## EXERCISE
Reply only with how many lines in these entries hold the string "match".

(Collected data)
★ ★ ★ ★ ★
impl GpuDevice for Dx12Device {
    type Queue = ID3D12CommandQueue;
    type Fence = ID3D12Fence;
    type CommandAllocator = ID3D12CommandAllocator;
    type CommandList = Dx12CommandList;
    type Resource = Dx12Resource;
    type DescriptorHeap = Dx12DescriptorHeap;
    type SwapChain = Dx12SwapChain;

    fn create(desc: &DeviceDesc) -> Result<Self> {
        unsafe {
            let mut debug: Option<ID3D12Debug> = None;
            if desc.debug_enabled {
                match D3D12GetDebugInterface(&mut debug) {
                    Ok(()) => {
                        if let Some(debug) = &debug {
                            debug.EnableDebugLayer();
                            gpu_info!("D3D12 debug layer enabled");
                        }
                    }
                    Err(e) => gpu_warn!("D3D12: debug layer unavailable: {:?}", e),
                }
            }

            let factory_flags = if debug.is_some() {
                DXGI_CREATE_FACTORY_DEBUG
            } else {
                DXGI_CREATE_FACTORY_FLAGS(0)
            };
            let factory: IDXGIFactory4 = CreateDXGIFactory2(factory_flags)
                .map_err(|e| graphics_err(GraphicsError::DeviceCreation, "CreateDXGIFactory2", e))?;

            let (adapter, device, adapter_name) = select_adapter(&factory)?;
            if debug.is_some() {
                install_message_filter(&device);
            }
            gpu_info!("D3D12 device created on adapter: {}", adapter_name);

            Ok(Self {
                inner: Arc::new(DeviceInner {
                    device,
                    factory,
                    _adapter: adapter,
                    debug,
                    adapter_name,
                }),
            })
        }
    }

    fn backend(&self) -> GpuBackend {
        GpuBackend::DirectX12
    }

    fn adapter_name(&self) -> String {
        self.inner.adapter_name.clone()
    }

    fn create_queue(&self, kind: CommandBufferType) -> Result<ID3D12CommandQueue> {
        let desc = D3D12_COMMAND_QUEUE_DESC {
            Type: list_type(kind),
            Priority: D3D12_COMMAND_QUEUE_PRIORITY_NORMAL.0,
            Flags: D3D12_COMMAND_QUEUE_FLAG_NONE,
            NodeMask: 0,
        };
        unsafe {
            self.inner
                .device
                .CreateCommandQueue(&desc)
                .map_err(|e| graphics_err(GraphicsError::QueueCreation, "CreateCommandQueue", e).into())
        }
    }

    fn destroy_queue(&self, _queue: ID3D12CommandQueue) {}

    fn execute_command_list(&self, queue: &ID3D12CommandQueue, list: &Dx12CommandList) -> Result<()> {
        unsafe {
            queue.ExecuteCommandLists(&[Some(list.list.clone().into())]);
        }
        Ok(())
    }

    fn create_fence(&self, initial_value: u64) -> Result<ID3D12Fence> {
        unsafe {
            self.inner
                .device
                .CreateFence(initial_value, D3D12_FENCE_FLAG_NONE)
                .map_err(|e| {
                    gpu_error!("D3D12: CreateFence failed: {:?}", e);
                    SyncError::FenceCreation(format!("{:?}", e)).into()
                })
        }
    }

    fn destroy_fence(&self, _fence: ID3D12Fence) {}

    fn signal_fence(&self, queue: &ID3D12CommandQueue, fence: &ID3D12Fence, value: u64) -> Result<()> {
        unsafe {
            queue
                .Signal(fence, value)
                .map_err(|e| graphics_err(GraphicsError::CommandExecution, "ID3D12CommandQueue::Signal", e).into())
        }
    }

    fn fence_completed_value(&self, fence: &ID3D12Fence) -> u64 {
        unsafe { fence.GetCompletedValue() }
    }

    fn wait_fence(&self, fence: &ID3D12Fence, value: u64, timeout: Option<Duration>) -> Result<()> {
        let millis = timeout
            .map(|t| t.as_millis().min((INFINITE - 1) as u128) as u32)
            .unwrap_or(INFINITE);
        unsafe {
            let event = CreateEventA(None, false, false, None).map_err(|e| {
                gpu_error!("Failed to create fence wait event: {:?}", e);
                SyncError::WaitEventCreation(format!("{:?}", e))
            })?;
            let armed = fence.SetEventOnCompletion(value, event);
            if armed.is_ok() {
                WaitForSingleObject(event, millis);
            }
            let _ = CloseHandle(event);
            armed.map_err(|e| {
                gpu_error!("SetEventOnCompletion failed: {:?}", e);
                SyncError::Wait(format!("{:?}", e)).into()
            })
        }
    }

    fn create_command_allocator(&self, kind: CommandBufferType) -> Result<ID3D12CommandAllocator> {
        unsafe {
            self.inner
                .device
                .CreateCommandAllocator(list_type(kind))
                .map_err(|e| graphics_err(GraphicsError::CommandAllocation, "CreateCommandAllocator", e).into())
        }
    }

    fn destroy_command_allocator(&self, _allocator: ID3D12CommandAllocator) {}

    fn create_command_list(
        &self,
        kind: CommandBufferType,
        allocator: &ID3D12CommandAllocator,
    ) -> Result<Dx12CommandList> {
        unsafe {
            let list: ID3D12GraphicsCommandList = self
                .inner
                .device
                .CreateCommandList(0, list_type(kind), allocator, None::<&ID3D12PipelineState>)
                .map_err(|e| graphics_err(GraphicsError::CommandAllocation, "CreateCommandList", e))?;
            Ok(Dx12CommandList { list })
        }
    }

    fn destroy_command_list(&self, _list: Dx12CommandList) {}

    fn reset_command_allocator(&self, allocator: &ID3D12CommandAllocator) -> Result<()> {
        unsafe {
            allocator
                .Reset()
                .map_err(|e| graphics_err(GraphicsError::InvalidState, "ID3D12CommandAllocator::Reset", e).into())
        }
    }

    fn reset_command_list(&self, list: &mut Dx12CommandList, allocator: &ID3D12CommandAllocator) -> Result<()> {
        unsafe {
            list.list
                .Reset(allocator, None::<&ID3D12PipelineState>)
                .map_err(|e| graphics_err(GraphicsError::InvalidState, "ID3D12GraphicsCommandList::Reset", e).into())
        }
    }

    fn close_command_list(&self, list: &mut Dx12CommandList) -> Result<()> {
        unsafe {
            list.list
                .Close()
                .map_err(|e| graphics_err(GraphicsError::InvalidState, "ID3D12GraphicsCommandList::Close", e).into())
        }
    }

    fn create_texture(&self, desc: &TextureDesc, initial: ImageLayout) -> Result<Dx12Resource> {
        let resource = self.create_committed_texture(desc, initial)?;
        let size = desc.width as u64 * desc.height as u64 * desc.array_layers as u64
            * desc.format.bytes_per_pixel() as u64;
        Ok(Dx12Resource { resource, heap: HeapKind::Default, size })
    }

    fn create_buffer(&self, desc: &BufferDesc) -> Result<Dx12Resource> {
        let resource_desc = D3D12_RESOURCE_DESC {
            Dimension: D3D12_RESOURCE_DIMENSION_BUFFER,
            Alignment: 0,
            Width: desc.size,
            Height: 1,
            DepthOrArraySize: 1,
            MipLevels: 1,
            Format: DXGI_FORMAT_UNKNOWN,
            SampleDesc: DXGI_SAMPLE_DESC { Count: 1, Quality: 0 },
            Layout: D3D12_TEXTURE_LAYOUT_ROW_MAJOR,
            Flags: D3D12_RESOURCE_FLAG_NONE,
        };
        let heap_props = Self::heap_properties(desc.heap);
        let initial = match desc.heap {
            HeapKind::Upload => D3D12_RESOURCE_STATE_GENERIC_READ,
            HeapKind::Default => D3D12_RESOURCE_STATE_COMMON,
        };

        let mut resource: Option<ID3D12Resource> = None;
        unsafe {
            self.inner
                .device
                .CreateCommittedResource(
                    &heap_props,
                    D3D12_HEAP_FLAG_NONE,
                    &resource_desc,
                    initial,
                    None,
                    &mut resource,
                )
                .map_err(|e| graphics_err(GraphicsError::ResourceCreation, "CreateCommittedResource (buffer)", e))?;
        }
        let resource = resource.ok_or_else(|| {
            GraphicsError::ResourceCreation("CreateCommittedResource returned no buffer".to_string())
        })?;
        Ok(Dx12Resource { resource, heap: desc.heap, size: desc.size })
    }

    fn write_buffer(&self, buffer: &Dx12Resource, offset: u64, data: &[u8]) -> Result<()> {
        if buffer.heap != HeapKind::Upload {
            return Err(GraphicsError::InvalidUsage("only upload-heap buffers are CPU writable".to_string()).into());
        }
        let end = offset + data.len() as u64;
        if end > buffer.size {
            return Err(GraphicsError::InvalidUsage(format!(
                "write of {} bytes at offset {} exceeds buffer size {}",
                data.len(),
                offset,
                buffer.size
            ))
            .into());
        }

        unsafe {
            // CPU 不读回，读范围为空
            let read_range = D3D12_RANGE { Begin: 0, End: 0 };
            let mut mapped: *mut c_void = std::ptr::null_mut();
            buffer
                .resource
                .Map(0, Some(&read_range), Some(&mut mapped))
                .map_err(|e| graphics_err(GraphicsError::ResourceCreation, "ID3D12Resource::Map", e))?;
            if mapped.is_null() {
                buffer.resource.Unmap(0, None);
                return Err(GraphicsError::ResourceCreation("Map returned a null pointer".to_string()).into());
            }
            std::ptr::copy_nonoverlapping(
                data.as_ptr(),
                (mapped as *mut u8).add(offset as usize),
                data.len(),
            );
            buffer.resource.Unmap(0, None);
        }
        Ok(())
    }

    fn destroy_resource(&self, _resource: Dx12Resource) {}

    fn create_descriptor_heap(&self, kind: DescriptorHeapType, capacity: u32) -> Result<Dx12DescriptorHeap> {
        let desc = D3D12_DESCRIPTOR_HEAP_DESC {
            Type: heap_type(kind),
            NumDescriptors: capacity,
            Flags: if kind.is_shader_visible() {
                D3D12_DESCRIPTOR_HEAP_FLAG_SHADER_VISIBLE
            } else {
                D3D12_DESCRIPTOR_HEAP_FLAG_NONE
            },
            NodeMask: 0,
        };
        unsafe {
            let heap: ID3D12DescriptorHeap = self
                .inner
                .device
                .CreateDescriptorHeap(&desc)
                .map_err(|e| graphics_err(GraphicsError::ResourceCreation, "CreateDescriptorHeap", e))?;
            let increment = self.inner.device.GetDescriptorHandleIncrementSize(heap_type(kind));
            Ok(Dx12DescriptorHeap { heap, kind, increment })
        }
    }

    fn descriptor_heap_layout(&self, heap: &Dx12DescriptorHeap) -> DescriptorHeapLayout {
        heap.layout()
    }

    fn destroy_descriptor_heap(&self, _heap: Dx12DescriptorHeap) {}

    fn create_render_target_view(
        &self,
        resource: &Dx12Resource,
        format: ImageFormat,
        dest: CpuDescriptorHandle,
    ) -> Result<()> {
        let desc = descriptor::render_target_desc(format);
        unsafe {
            self.inner
                .device
                .CreateRenderTargetView(&resource.resource, Some(&desc), descriptor::cpu_handle(dest));
        }
        Ok(())
    }

    fn create_depth_stencil_view(
        &self,
        resource: &Dx12Resource,
        _format: ImageFormat,
        dest: CpuDescriptorHandle,
    ) -> Result<()> {
        let desc = descriptor::depth_stencil_desc();
        unsafe {
            self.inner
                .device
                .CreateDepthStencilView(&resource.resource, Some(&desc), descriptor::cpu_handle(dest));
        }
        Ok(())
    }

    fn create_shader_resource_view(
        &self,
        resource: &Dx12Resource,
        format: ImageFormat,
        dimension: ViewDimension,
        dest: CpuDescriptorHandle,
    ) -> Result<()> {
        let desc = descriptor::shader_resource_desc(format, dimension);
        unsafe {
            self.inner
                .device
                .CreateShaderResourceView(&resource.resource, Some(&desc), descriptor::cpu_handle(dest));
        }
        Ok(())
    }

    fn create_unordered_access_view(
        &self,
        resource: &Dx12Resource,
        format: ImageFormat,
        dimension: ViewDimension,
        dest: CpuDescriptorHandle,
    ) -> Result<()> {
        let desc = descriptor::unordered_access_desc(format, dimension)?;
        unsafe {
            self.inner.device.CreateUnorderedAccessView(
                &resource.resource,
                None::<&ID3D12Resource>,
                Some(&desc),
                descriptor::cpu_handle(dest),
            );
        }
        Ok(())
    }

    fn create_swap_chain(&self, queue: &ID3D12CommandQueue, desc: &SwapChainDesc) -> Result<Dx12SwapChain> {
        match desc.window {
            Some(RawWindowHandle::Win32(handle)) => {
                let hwnd = HWND(handle.hwnd.get() as *mut c_void);
                Dx12SwapChain::for_window(self, queue, hwnd, desc)
            }
            Some(other) => Err(GraphicsError::SwapchainError(format!(
                "unsupported window handle for DirectX 12: {:?}",
                other
            ))
            .into()),
            None => Dx12SwapChain::offscreen(self, desc),
        }
    }

    fn swap_chain_buffer(&self, swap_chain: &Dx12SwapChain, index: u32) -> Result<Dx12Resource> {
        let resource = swap_chain.buffer(index)?;
        let (width, height) = swap_chain.extent();
        let size = width as u64 * height as u64 * ImageFormat::Rgba8.bytes_per_pixel() as u64;
        Ok(Dx12Resource { resource, heap: HeapKind::Default, size })
    }

    fn swap_chain_current_index(&self, swap_chain: &Dx12SwapChain) -> u32 {
        swap_chain.current_index()
    }

    fn present(&self, swap_chain: &mut Dx12SwapChain, vsync: bool) -> Result<()> {
        swap_chain.present(vsync)
    }

    fn resize_swap_chain(&self, swap_chain: &mut Dx12SwapChain, width: u32, height: u32) -> Result<()> {
        swap_chain.resize(self, width, height)
    }

    fn destroy_swap_chain(&self, _swap_chain: Dx12SwapChain) {}

    fn report_live_objects(&self) {
        if self.inner.debug.is_none() {
            return;
        }
        unsafe {
            match self.inner.device.cast::<ID3D12DebugDevice>() {
                Ok(debug_device) => {
                    if let Err(e) = debug_device.ReportLiveDeviceObjects(D3D12_RLDO_DETAIL | D3D12_RLDO_IGNORE_INTERNAL) {
                        gpu_warn!("ReportLiveDeviceObjects failed: {:?}", e);
                    }
                }
                Err(e) => gpu_warn!("D3D12 debug device unavailable: {:?}", e),
            }
        }
    }
}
★ ★ ★ ★ ★
## ANSWER TO THIS EXERCISE
4